*WHAT THE TASK ASKS*
Go through the records below and report each line with "usize" in it.

*RECORDS FOR THE EXERCISE*
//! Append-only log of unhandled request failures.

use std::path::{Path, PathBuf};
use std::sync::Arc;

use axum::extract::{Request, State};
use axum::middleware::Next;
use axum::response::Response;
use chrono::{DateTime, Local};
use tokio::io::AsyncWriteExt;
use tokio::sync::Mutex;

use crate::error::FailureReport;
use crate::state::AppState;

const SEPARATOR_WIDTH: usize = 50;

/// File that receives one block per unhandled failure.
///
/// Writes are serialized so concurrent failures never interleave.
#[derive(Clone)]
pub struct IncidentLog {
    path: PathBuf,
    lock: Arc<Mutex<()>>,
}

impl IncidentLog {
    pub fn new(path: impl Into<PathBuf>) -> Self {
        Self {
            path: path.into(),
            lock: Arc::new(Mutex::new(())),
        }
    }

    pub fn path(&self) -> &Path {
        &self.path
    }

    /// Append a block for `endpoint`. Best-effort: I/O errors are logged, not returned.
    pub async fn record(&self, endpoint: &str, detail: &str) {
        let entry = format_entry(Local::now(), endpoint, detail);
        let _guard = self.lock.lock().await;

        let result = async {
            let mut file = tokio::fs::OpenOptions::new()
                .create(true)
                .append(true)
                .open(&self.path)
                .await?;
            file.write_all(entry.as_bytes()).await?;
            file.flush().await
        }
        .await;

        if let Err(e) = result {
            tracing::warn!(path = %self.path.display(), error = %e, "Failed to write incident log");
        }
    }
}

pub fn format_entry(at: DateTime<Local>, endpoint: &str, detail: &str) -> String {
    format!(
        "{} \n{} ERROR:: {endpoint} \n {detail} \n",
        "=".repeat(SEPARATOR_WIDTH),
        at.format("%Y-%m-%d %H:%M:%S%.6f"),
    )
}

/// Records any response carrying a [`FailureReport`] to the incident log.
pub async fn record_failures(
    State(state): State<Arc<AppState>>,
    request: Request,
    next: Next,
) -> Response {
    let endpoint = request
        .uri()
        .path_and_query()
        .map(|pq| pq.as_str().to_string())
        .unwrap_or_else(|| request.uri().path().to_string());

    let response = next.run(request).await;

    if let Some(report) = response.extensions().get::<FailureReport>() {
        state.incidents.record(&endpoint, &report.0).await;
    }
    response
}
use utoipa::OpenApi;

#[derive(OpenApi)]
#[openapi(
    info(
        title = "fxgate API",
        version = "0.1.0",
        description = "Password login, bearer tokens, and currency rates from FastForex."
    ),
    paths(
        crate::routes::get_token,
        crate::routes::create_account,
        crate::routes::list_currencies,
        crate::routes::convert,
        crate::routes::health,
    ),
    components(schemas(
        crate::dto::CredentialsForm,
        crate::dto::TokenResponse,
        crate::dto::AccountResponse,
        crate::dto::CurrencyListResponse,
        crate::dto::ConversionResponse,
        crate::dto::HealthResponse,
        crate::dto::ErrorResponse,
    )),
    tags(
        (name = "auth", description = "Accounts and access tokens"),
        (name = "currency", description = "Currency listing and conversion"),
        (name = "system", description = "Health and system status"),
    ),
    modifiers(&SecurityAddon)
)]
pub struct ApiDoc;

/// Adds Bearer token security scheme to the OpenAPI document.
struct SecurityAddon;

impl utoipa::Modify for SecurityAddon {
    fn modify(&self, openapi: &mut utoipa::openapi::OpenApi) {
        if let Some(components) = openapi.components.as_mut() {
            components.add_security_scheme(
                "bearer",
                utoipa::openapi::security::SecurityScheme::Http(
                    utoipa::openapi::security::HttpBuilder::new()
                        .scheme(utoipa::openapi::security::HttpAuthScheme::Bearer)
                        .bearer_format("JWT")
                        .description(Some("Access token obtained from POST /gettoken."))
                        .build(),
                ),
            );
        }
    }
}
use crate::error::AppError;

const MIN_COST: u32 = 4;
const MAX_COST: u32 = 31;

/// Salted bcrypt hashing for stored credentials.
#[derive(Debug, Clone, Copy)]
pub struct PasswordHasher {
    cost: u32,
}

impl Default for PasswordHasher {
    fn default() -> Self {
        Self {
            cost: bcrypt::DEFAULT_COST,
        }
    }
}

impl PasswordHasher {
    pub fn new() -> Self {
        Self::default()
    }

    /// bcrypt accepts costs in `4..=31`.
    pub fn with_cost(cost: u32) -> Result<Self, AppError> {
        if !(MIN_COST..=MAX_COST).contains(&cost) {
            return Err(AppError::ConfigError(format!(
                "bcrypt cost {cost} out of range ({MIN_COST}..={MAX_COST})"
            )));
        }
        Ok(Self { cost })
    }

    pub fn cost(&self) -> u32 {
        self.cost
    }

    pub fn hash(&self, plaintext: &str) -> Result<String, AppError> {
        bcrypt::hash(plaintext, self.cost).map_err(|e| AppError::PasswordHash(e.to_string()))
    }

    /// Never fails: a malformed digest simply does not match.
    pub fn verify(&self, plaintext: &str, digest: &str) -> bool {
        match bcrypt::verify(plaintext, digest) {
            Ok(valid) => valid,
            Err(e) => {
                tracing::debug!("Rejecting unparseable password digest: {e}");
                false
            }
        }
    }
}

...

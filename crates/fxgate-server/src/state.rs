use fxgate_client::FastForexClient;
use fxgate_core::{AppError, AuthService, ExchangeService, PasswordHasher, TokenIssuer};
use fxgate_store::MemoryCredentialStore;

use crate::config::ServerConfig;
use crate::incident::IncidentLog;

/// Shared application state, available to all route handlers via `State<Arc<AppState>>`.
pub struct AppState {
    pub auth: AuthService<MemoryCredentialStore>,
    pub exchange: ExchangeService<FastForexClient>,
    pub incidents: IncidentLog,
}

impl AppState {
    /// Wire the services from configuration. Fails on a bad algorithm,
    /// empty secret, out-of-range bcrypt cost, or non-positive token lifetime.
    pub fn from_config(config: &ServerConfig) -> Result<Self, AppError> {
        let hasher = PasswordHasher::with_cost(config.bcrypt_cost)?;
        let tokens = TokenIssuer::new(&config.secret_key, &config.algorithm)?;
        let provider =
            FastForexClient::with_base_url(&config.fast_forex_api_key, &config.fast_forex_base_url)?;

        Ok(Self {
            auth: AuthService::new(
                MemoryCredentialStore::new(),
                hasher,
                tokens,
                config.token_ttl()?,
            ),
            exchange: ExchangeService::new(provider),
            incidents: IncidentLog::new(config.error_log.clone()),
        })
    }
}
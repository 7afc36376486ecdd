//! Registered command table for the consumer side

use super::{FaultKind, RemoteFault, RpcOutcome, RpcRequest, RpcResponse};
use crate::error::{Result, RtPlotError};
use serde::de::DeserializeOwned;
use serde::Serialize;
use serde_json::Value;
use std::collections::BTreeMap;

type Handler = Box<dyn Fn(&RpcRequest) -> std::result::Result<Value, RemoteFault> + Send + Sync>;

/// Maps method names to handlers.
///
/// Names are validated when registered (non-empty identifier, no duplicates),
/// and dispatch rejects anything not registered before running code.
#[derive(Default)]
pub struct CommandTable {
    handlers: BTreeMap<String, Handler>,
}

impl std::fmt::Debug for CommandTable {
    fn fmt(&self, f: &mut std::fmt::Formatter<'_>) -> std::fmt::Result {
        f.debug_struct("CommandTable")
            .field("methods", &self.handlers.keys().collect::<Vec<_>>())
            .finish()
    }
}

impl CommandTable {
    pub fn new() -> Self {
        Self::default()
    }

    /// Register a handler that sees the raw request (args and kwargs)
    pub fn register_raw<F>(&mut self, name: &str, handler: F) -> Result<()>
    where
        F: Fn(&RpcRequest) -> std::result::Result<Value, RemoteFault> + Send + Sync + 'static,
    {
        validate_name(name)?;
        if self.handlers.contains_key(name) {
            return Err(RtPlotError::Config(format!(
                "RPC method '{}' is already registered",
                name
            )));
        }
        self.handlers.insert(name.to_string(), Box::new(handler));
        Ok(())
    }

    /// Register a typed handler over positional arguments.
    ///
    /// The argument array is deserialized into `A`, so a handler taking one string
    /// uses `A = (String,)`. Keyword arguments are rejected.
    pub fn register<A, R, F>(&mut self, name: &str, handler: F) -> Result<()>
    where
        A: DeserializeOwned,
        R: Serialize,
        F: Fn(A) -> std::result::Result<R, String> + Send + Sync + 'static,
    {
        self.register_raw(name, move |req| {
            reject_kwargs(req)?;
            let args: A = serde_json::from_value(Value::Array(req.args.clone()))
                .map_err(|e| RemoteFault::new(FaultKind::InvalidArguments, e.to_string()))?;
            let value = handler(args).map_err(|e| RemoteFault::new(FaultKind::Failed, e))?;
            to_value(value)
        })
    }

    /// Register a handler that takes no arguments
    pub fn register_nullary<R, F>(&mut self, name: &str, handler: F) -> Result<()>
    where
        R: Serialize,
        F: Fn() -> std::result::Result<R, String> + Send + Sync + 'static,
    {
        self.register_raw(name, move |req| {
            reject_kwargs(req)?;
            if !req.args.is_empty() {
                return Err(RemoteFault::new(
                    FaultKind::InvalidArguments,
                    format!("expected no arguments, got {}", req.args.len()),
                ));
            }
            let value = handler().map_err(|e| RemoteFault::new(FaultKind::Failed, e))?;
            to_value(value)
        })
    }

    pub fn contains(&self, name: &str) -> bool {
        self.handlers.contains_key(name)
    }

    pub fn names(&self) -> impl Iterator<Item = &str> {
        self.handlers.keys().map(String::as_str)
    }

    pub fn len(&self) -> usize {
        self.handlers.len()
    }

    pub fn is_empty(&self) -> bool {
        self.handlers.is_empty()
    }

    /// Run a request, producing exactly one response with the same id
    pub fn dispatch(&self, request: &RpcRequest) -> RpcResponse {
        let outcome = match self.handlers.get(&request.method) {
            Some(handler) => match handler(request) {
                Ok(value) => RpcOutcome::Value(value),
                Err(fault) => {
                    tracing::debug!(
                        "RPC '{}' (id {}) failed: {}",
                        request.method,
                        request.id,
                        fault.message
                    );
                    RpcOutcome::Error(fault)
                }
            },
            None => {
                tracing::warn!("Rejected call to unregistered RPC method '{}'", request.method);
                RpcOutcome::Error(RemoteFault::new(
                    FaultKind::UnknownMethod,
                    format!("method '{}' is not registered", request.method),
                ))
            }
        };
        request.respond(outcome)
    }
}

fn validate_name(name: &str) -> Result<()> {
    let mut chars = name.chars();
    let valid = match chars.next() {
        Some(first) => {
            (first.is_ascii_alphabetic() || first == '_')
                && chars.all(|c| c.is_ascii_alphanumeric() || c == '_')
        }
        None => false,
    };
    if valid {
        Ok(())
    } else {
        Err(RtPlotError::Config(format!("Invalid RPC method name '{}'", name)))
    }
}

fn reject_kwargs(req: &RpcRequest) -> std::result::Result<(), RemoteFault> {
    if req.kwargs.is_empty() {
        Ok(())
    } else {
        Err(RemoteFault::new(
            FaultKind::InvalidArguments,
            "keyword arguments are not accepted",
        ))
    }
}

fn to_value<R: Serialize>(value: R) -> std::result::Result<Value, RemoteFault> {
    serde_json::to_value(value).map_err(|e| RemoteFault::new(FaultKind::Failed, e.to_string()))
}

--

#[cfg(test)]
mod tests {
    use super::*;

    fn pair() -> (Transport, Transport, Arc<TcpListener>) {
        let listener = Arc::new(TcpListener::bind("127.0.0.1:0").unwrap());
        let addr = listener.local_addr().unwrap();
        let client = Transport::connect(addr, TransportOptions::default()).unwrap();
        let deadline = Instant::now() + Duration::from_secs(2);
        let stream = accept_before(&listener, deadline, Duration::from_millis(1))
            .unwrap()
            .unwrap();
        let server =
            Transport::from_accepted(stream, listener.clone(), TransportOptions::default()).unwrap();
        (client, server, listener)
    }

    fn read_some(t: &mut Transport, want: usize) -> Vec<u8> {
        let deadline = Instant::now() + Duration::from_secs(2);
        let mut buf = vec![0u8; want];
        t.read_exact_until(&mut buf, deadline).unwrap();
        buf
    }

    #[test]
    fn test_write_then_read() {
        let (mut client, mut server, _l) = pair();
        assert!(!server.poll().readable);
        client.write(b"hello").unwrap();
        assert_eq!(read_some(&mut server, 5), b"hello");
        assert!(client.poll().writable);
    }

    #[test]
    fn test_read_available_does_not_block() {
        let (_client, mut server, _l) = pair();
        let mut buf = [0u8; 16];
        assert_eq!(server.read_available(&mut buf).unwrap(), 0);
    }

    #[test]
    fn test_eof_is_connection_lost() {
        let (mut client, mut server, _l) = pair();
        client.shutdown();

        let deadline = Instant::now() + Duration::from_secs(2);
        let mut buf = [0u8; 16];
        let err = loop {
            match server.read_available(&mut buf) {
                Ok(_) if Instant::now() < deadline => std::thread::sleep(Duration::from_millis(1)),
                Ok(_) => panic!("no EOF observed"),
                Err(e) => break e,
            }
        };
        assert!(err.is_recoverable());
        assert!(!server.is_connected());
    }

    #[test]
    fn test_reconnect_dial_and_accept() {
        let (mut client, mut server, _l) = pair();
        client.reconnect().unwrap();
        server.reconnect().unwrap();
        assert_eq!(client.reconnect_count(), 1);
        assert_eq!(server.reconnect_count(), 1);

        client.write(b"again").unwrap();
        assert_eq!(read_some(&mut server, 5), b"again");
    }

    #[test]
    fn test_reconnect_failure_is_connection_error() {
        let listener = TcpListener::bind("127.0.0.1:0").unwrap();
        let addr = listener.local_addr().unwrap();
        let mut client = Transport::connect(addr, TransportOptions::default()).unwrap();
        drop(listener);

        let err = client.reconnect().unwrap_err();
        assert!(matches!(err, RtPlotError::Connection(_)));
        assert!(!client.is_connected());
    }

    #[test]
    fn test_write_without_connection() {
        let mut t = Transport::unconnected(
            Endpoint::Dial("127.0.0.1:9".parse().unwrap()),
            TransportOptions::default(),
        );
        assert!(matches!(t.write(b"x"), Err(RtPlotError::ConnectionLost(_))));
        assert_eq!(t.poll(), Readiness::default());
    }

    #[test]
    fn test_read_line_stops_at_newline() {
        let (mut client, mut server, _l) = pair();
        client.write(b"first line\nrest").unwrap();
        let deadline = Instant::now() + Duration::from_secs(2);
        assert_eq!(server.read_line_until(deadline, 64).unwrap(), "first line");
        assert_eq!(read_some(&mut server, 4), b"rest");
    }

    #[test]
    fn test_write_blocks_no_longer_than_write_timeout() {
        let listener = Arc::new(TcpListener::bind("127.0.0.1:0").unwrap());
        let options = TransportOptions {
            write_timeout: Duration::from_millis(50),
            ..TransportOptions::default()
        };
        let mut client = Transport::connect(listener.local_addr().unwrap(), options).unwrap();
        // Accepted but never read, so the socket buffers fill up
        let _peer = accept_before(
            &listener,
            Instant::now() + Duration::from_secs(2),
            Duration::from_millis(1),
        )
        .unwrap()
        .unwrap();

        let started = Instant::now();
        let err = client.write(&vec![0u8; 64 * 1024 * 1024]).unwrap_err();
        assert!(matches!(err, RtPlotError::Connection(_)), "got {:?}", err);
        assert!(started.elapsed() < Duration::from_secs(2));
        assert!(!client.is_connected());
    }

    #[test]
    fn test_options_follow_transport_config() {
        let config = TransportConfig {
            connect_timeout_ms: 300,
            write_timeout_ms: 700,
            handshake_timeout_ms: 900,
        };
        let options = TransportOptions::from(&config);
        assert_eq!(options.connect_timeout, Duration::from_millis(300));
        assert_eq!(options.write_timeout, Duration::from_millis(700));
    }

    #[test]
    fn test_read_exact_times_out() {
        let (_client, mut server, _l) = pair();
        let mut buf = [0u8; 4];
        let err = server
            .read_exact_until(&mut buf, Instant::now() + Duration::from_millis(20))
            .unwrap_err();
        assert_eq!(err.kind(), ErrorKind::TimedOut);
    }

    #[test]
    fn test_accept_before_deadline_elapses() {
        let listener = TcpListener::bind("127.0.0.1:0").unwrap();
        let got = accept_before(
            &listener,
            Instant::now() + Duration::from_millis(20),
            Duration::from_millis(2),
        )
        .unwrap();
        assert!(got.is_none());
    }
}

*OUTPUT*
const SEPARATOR_WIDTH: usize = 50;
    pub fn len(&self) -> usize {
    fn read_some(t: &mut Transport, want: usize) -> Vec<u8> {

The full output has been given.